//! Error types for Apiguard.

use thiserror::Error;

use crate::store::RecordStatus;

/// Main error type for Apiguard operations.
///
/// The three rejection variants are expected traffic shaping and carry enough
/// detail for a boundary layer to build a response; they are not faults.
#[derive(Error, Debug)]
pub enum ProtectionError {
    /// Invalid parameters or conflicting declarations
    #[error("Configuration error: {0}")]
    Configuration(String),

    /// The caller exhausted its permits for the current window
    #[error("Rate limit exceeded for {key}: {message}")]
    RateLimitExceeded {
        key: String,
        message: String,
        limit: u64,
        reset_at_ms: i64,
        retry_after_ms: u64,
    },

    /// The same submission arrived again inside its suppression window
    #[error("Duplicate submission for {key}: {message}")]
    DuplicateSubmission {
        key: String,
        message: String,
        retry_after_ms: u64,
    },

    /// An idempotent operation was already seen under this key
    #[error("Idempotency conflict for {key}: {reason}")]
    IdempotencyConflict {
        key: String,
        reason: ConflictReason,
        message: String,
        retry_after_ms: u64,
    },

    /// The custom key expression was rejected or failed to evaluate
    #[error("Expression error: {0}")]
    Expression(String),

    /// Backend failure that the failure policy chose not to absorb
    #[error("Store error: {0}")]
    Store(#[from] StoreError),

    /// I/O errors
    #[error("I/O error: {0}")]
    Io(#[from] std::io::Error),
}

/// Why an idempotency check refused to let the caller execute.
#[derive(Debug, Clone, PartialEq, Eq)]
pub enum ConflictReason {
    /// The first execution is still running
    InProgress,
    /// Seen before and replay is disabled
    Duplicate,
    /// Completed, but no result payload was cached
    NoCachedResult,
    /// The previous execution failed and retry-on-failure is off
    PreviouslyFailed(String),
    /// The store was unavailable and the failure policy rejects
    StoreUnavailable,
}

impl std::fmt::Display for ConflictReason {
    fn fmt(&self, f: &mut std::fmt::Formatter<'_>) -> std::fmt::Result {
        match self {
            ConflictReason::InProgress => write!(f, "request is still processing, retry later"),
            ConflictReason::Duplicate => write!(f, "duplicate request rejected"),
            ConflictReason::NoCachedResult => {
                write!(f, "request was processed but no cached result is available")
            }
            ConflictReason::PreviouslyFailed(detail) => {
                write!(f, "previous execution failed: {}", detail)
            }
            ConflictReason::StoreUnavailable => write!(f, "protection store unavailable"),
        }
    }
}

impl ConflictReason {
    /// The record status a conflict was raised for, if any.
    pub fn status(&self) -> Option<RecordStatus> {
        match self {
            ConflictReason::InProgress => Some(RecordStatus::Executing),
            ConflictReason::NoCachedResult => Some(RecordStatus::Success),
            ConflictReason::PreviouslyFailed(_) => Some(RecordStatus::Failed),
            ConflictReason::Duplicate | ConflictReason::StoreUnavailable => None,
        }
    }
}

/// Errors raised by a [`ProtectionStore`](crate::store::ProtectionStore) backend.
#[derive(Error, Debug)]
pub enum StoreError {
    /// Redis command or connection failure
    #[error("Redis error: {0}")]
    Redis(#[from] redis::RedisError),

    /// The backend did not answer inside the command timeout
    #[error("Store call timed out after {0} ms")]
    Timeout(u64),

    /// A stored value could not be encoded or decoded
    #[error("Codec error: {0}")]
    Codec(#[from] serde_json::Error),

    /// The backend is unavailable for another reason
    #[error("Store unavailable: {0}")]
    Unavailable(String),
}

impl ProtectionError {
    /// Whether this error is a traffic-shaping rejection rather than a fault.
    pub fn is_rejection(&self) -> bool {
        matches!(
            self,
            ProtectionError::RateLimitExceeded { .. }
                | ProtectionError::DuplicateSubmission { .. }
                | ProtectionError::IdempotencyConflict { .. }
        )
    }

    /// Retry hint in milliseconds for rejections.
    pub fn retry_after_ms(&self) -> Option<u64> {
        match self {
            ProtectionError::RateLimitExceeded { retry_after_ms, .. }
            | ProtectionError::DuplicateSubmission { retry_after_ms, .. }
            | ProtectionError::IdempotencyConflict { retry_after_ms, .. } => Some(*retry_after_ms),
            _ => None,
        }
    }
}

/// Result type alias for Apiguard operations.
pub type Result<T> = std::result::Result<T, ProtectionError>;

/// Result type alias for store operations.
pub type StoreResult<T> = std::result::Result<T, StoreError>;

Description of the task - Please count the lines in the records that hold the string "enum", and give the number alone.

Output - 3